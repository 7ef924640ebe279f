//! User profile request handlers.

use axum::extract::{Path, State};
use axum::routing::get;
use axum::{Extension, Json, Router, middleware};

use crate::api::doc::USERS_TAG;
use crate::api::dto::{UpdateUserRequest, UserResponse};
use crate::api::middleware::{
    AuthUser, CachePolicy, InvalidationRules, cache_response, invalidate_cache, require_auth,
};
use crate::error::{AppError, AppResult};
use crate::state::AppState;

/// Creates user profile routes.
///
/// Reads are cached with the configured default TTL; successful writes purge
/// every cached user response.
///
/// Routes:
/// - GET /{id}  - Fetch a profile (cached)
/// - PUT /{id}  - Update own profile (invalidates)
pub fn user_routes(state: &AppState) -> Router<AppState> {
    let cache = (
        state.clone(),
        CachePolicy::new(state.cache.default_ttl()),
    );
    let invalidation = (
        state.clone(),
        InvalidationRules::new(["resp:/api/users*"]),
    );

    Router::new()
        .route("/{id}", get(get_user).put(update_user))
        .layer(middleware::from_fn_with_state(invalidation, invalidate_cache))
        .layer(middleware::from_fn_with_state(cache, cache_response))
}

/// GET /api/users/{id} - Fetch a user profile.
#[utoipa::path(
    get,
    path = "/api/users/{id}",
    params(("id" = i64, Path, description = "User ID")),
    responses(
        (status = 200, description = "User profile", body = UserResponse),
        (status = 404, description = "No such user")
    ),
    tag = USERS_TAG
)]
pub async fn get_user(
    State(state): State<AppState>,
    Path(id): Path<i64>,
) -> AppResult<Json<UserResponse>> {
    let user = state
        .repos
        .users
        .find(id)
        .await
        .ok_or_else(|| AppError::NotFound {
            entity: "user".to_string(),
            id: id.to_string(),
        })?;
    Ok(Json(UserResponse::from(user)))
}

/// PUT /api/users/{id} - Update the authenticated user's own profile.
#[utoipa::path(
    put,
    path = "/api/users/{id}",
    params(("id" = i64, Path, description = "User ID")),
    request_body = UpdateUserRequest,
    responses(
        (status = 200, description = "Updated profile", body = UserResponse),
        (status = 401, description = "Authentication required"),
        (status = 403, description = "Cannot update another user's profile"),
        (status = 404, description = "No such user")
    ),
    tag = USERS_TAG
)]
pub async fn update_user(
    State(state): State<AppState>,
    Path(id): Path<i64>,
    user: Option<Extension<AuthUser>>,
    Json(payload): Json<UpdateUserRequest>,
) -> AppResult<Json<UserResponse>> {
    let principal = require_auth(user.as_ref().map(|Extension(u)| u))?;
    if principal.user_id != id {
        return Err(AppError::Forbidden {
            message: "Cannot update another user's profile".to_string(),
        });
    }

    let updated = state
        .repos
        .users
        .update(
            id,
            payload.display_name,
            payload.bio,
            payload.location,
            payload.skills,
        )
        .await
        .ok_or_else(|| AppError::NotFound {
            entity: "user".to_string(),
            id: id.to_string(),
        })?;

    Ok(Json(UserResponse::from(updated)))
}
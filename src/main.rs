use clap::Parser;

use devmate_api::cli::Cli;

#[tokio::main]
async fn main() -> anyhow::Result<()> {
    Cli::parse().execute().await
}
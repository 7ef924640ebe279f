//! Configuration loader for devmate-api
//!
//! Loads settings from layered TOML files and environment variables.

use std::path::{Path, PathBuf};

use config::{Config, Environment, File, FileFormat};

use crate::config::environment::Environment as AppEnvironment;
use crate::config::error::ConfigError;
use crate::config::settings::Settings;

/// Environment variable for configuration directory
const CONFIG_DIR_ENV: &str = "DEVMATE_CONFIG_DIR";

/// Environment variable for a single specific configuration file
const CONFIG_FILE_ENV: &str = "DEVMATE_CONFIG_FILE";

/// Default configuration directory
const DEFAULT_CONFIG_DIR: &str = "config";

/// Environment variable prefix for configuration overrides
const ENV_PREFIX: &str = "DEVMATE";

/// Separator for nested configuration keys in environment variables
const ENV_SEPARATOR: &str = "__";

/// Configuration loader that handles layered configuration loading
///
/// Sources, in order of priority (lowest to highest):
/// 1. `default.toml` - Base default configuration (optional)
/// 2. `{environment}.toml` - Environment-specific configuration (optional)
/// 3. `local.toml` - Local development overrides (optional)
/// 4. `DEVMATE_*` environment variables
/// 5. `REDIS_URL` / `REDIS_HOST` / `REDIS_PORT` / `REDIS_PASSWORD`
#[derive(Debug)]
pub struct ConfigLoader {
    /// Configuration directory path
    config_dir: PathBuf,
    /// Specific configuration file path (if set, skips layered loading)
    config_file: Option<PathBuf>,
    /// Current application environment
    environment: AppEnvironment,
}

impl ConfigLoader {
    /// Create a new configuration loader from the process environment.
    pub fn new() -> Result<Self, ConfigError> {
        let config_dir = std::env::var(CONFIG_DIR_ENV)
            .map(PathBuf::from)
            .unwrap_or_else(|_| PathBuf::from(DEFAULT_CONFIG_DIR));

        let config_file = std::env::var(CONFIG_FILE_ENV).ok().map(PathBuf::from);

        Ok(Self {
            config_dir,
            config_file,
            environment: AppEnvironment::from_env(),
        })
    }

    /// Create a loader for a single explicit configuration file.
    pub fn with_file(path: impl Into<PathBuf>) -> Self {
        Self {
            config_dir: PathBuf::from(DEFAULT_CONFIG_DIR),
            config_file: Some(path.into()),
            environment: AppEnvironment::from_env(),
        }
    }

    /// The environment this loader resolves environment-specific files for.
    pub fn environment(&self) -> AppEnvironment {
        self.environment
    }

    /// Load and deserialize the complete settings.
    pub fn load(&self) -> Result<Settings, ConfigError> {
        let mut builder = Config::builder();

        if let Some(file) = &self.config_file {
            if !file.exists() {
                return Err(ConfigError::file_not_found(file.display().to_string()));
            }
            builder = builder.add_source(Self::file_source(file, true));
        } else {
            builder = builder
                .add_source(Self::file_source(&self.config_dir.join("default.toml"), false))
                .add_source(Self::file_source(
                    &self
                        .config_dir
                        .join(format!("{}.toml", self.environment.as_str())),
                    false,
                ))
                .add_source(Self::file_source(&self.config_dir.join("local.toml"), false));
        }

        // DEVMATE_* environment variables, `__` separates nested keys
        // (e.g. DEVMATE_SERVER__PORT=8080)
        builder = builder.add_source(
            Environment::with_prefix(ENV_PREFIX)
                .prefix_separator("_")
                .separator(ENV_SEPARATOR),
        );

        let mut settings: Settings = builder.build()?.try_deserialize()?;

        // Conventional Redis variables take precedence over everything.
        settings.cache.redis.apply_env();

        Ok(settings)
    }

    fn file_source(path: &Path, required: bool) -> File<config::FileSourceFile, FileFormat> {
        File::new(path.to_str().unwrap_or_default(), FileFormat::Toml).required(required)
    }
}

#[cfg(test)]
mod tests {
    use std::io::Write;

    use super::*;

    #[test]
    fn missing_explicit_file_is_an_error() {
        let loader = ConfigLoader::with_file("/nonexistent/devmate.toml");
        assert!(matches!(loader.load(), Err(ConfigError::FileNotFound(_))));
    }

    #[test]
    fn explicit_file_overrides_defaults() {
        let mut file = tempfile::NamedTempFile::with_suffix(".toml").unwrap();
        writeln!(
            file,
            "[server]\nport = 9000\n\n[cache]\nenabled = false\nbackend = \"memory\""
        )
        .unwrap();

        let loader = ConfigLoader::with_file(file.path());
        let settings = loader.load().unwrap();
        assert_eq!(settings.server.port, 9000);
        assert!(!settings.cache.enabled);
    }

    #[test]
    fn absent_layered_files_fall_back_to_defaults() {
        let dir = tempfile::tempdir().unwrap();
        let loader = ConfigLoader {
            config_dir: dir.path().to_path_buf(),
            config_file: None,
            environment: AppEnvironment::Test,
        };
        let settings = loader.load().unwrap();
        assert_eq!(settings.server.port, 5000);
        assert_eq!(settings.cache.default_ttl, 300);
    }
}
::::
:: Task item ::
In the listing above, show every line with the word "directory".

:: Task answer ::
/// Environment variable for configuration directory
/// Default configuration directory
    /// Configuration directory path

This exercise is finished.